Katharine The Great White Shark May Have Started Her Winter Migration

Katharine, the 14-foot-long great white shark that became a social media star after she was tagged by Ocearch, may be departing the chilly waters off Nantucket, mirroring the southerly course she struck out upon last year.

At this time in 2013, Katharine was sighted just five miles off Daytona Beach, according to Space Coast Daily. This year, however, the shark has lingered off Cape Cod, where she was tagged on August 20, 2013, signaling multiple times as her fin breaks the surface.

Now Katharine appears to be embarking on a southerly course, though farther from shore than in the previous year. Early in the morning of January 2, the shark’s tag signaled from a position over the continental shelf, east of Long Island and far out to sea. Katharine was detected nine times in that region over the course of the day, before turning farther south. Her last recorded position, taken at 10:51 p.m. on January 3, placed the shark east of Atlantic City, beyond the edge of the continental shelf.
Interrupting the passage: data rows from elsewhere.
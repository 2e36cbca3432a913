//! # MQTT Integration Module
//!
//! Everything between the supervisor and the broker.
//!
//! ```text
//! mqtt/
//! ├── config.rs        - Broker and topic settings
//! ├── error.rs         - Transport error type
//! ├── mqtt_handler.rs  - rumqttc link, typestate from configured to live
//! ├── router.rs        - Inbound payload parsing and handler dispatch
//! ├── topics.rs        - Channel to wire-topic table
//! └── transport.rs     - Connector/Link seam the supervisor is generic over
//! ```
//!
//! The supervisor never touches rumqttc directly. It talks to a
//! [`transport::Connector`], so tests can swap in an in-memory broker.

pub mod config;
pub mod error;
pub mod mqtt_handler;
pub mod router;
pub mod topics;
pub mod transport;
//! Telemetry from the field device.
//!
//! Firmware revisions disagree on key names and some emit a JavaScript-ish
//! object literal (`{ ec: '1.2' }`) instead of JSON, so parsing is lenient.

use serde::Serialize;
use serde_json::{Map, Value};
use tracing::{debug, warn};

use crate::mqtt::router::{InboundMessage, Payload};

#[derive(Debug, Clone, Copy, PartialEq, Default, Serialize)]
#[serde(rename_all = "camelCase")]
pub struct SensorReading {
    /// L/min
    pub water_flow: f64,
    /// bar
    pub pressure: f64,
    /// µS/cm
    pub ec: f64,
    pub ph: f64,
    /// mg/kg
    pub nitrogen: f64,
    pub phosphorus: f64,
    pub potassium: f64,
    /// °C
    pub temperature: f64,
}

impl SensorReading {
    /// `None` unless the payload is (or normalises to) a JSON object.
    pub fn from_payload(payload: &Payload) -> Option<Self> {
        match payload {
            Payload::Json(Value::Object(fields)) => Some(Self::from_fields(fields)),
            Payload::Json(_) => None,
            Payload::Text(text) => Self::from_text(text),
        }
    }

    pub fn from_text(text: &str) -> Option<Self> {
        let trimmed = text.trim();
        let candidate = if trimmed.starts_with("{ ") && trimmed.ends_with(" }") {
            normalize_object_literal(trimmed)
        } else {
            trimmed.to_string()
        };

        match serde_json::from_str::<Value>(&candidate) {
            Ok(Value::Object(fields)) => Some(Self::from_fields(&fields)),
            Ok(_) => None,
            Err(e) => {
                debug!("Unparseable sensor payload {:?}: {}", text, e);
                None
            }
        }
    }

    fn from_fields(fields: &Map<String, Value>) -> Self {
        let pick = |keys: &[&str]| {
            keys.iter()
                .filter_map(|key| fields.get(*key).and_then(number))
                .find(|value| *value != 0.0)
                .unwrap_or(0.0)
        };

        Self {
            water_flow: pick(&["waterFlow", "water_flow"]),
            pressure: pick(&["pressure"]),
            ec: pick(&["ec", "conductivity"]),
            ph: pick(&["ph"]),
            nitrogen: pick(&["nitrogen", "n"]),
            phosphorus: pick(&["phosphorus", "p"]),
            potassium: pick(&["potassium", "k"]),
            temperature: pick(&["temperature", "temp"]),
        }
    }
}

fn number(value: &Value) -> Option<f64> {
    match value {
        Value::Number(n) => n.as_f64(),
        Value::String(s) => s.trim().parse().ok(),
        _ => None,
    }
}

fn is_key_char(c: char) -> bool {
    c.is_ascii_alphanumeric() || c == '_'
}

fn is_quote(c: char) -> bool {
    c == '\'' || c == '"'
}

/// Quotes bare or single-quoted keys, then turns remaining single quotes
/// into double quotes.
fn normalize_object_literal(text: &str) -> String {
    let chars: Vec<char> = text.chars().collect();
    let mut out = String::with_capacity(text.len() + 8);
    let mut i = 0;

    while i < chars.len() {
        let mut j = i;
        if is_quote(chars[j]) {
            j += 1;
        }
        let key_start = j;
        while j < chars.len() && is_key_char(chars[j]) {
            j += 1;
        }
        let key_end = j;
        if j < chars.len() && is_quote(chars[j]) {
            j += 1;
        }

        if key_end > key_start && j < chars.len() && chars[j] == ':' {
            out.push('"');
            out.extend(&chars[key_start..key_end]);
            out.push_str("\":");
            i = j + 1;
        } else {
            out.push(chars[i]);
            i += 1;
        }
    }

    out.replace('\'', "\"")
}

/// Wraps a reading callback into a router handler for the sensor channel.
pub fn sensor_handler<F>(
    on_reading: F,
) -> impl Fn(&InboundMessage) -> color_eyre::Result<()> + Send + Sync + 'static
where
    F: Fn(SensorReading) + Send + Sync + 'static,
{
    move |message: &InboundMessage| {
        match SensorReading::from_payload(&message.payload) {
            Some(reading) => on_reading(reading),
            None => warn!("Ignoring malformed sensor payload: {}", message.payload.raw_text()),
        }
        Ok(())
    }
}

#[cfg(test)]
mod tests {
    use super::*;
    use serde_json::json;

    #[test]
    fn accepts_either_key_spelling() {
        let reading = SensorReading::from_payload(&Payload::Json(json!({
            "water_flow": 12.5,
            "conductivity": 1400,
            "n": 30,
            "p": "12",
            "k": 8,
            "temp": 27.5,
            "ph": 6.4
        })))
        .unwrap();

        assert_eq!(reading.water_flow, 12.5);
        assert_eq!(reading.ec, 1400.0);
        assert_eq!(reading.nitrogen, 30.0);
        assert_eq!(reading.phosphorus, 12.0);
        assert_eq!(reading.potassium, 8.0);
        assert_eq!(reading.temperature, 27.5);
        assert_eq!(reading.ph, 6.4);
        assert_eq!(reading.pressure, 0.0);
    }

    #[test]
    fn zero_primary_key_falls_through_to_alias() {
        let reading =
            SensorReading::from_payload(&Payload::Json(json!({"ec": 0, "conductivity": 900})))
                .unwrap();
        assert_eq!(reading.ec, 900.0);
    }

    #[test]
    fn object_literal_text_is_normalised() {
        let reading = SensorReading::from_text("{ waterFlow: '3.5', 'ph': 7, ec: 1200 }").unwrap();
        assert_eq!(reading.water_flow, 3.5);
        assert_eq!(reading.ph, 7.0);
        assert_eq!(reading.ec, 1200.0);
    }

    #[test]
    fn garbage_yields_none() {
        assert!(SensorReading::from_text("sensor offline").is_none());
        assert!(SensorReading::from_text("[1, 2]").is_none());
        assert!(SensorReading::from_payload(&Payload::Json(json!(42))).is_none());
    }
}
Several of the white sharks sighted off Cape Cod were expected to remain in the area until late in the season, according to Dr. Greg Skomal, a Senior Marine Fisheries Biologist with the state of Massachusetts, taking advantage of the region’s food resources. In October, Skomal spoke with the Boston Globe, noting that several white sharks would likely move south as late as December, having lingered in their summer hunting grounds. Skomal and his team began tagging great whites off the cape last July, working until the end of October, when the weather turned uncooperative.

A few days before Christmas, a great white was photographed off Chatham Harbor by Wayne Davis, a spotter pilot for the Atlantic White Shark Conservancy. Just days earlier, Katharine had surfaced near Falmouth beaches, as the Inquisitr previously noted.

Among the 80 great whites that Ocearch has tagged, Katharine is unique, according to Chris Fischer, the organization’s founder.

“Katharine stands out because she constantly comes up finning, which means she likes to spend a lot of time on or near the surface,” he observed. “She is so coastal, almost living on the beaches, as well. It makes her somewhat of a media darling as she passes by. At the same time, she is giving us the most comprehensive look at her life.”

Researchers will be able to track Katharine for up to 10 years, thanks to a tag implanted in her abdomen. A separate transmitter attached to the white shark’s dorsal fin will detach after a set period of time, revealing a wide range of data about Katharine’s life.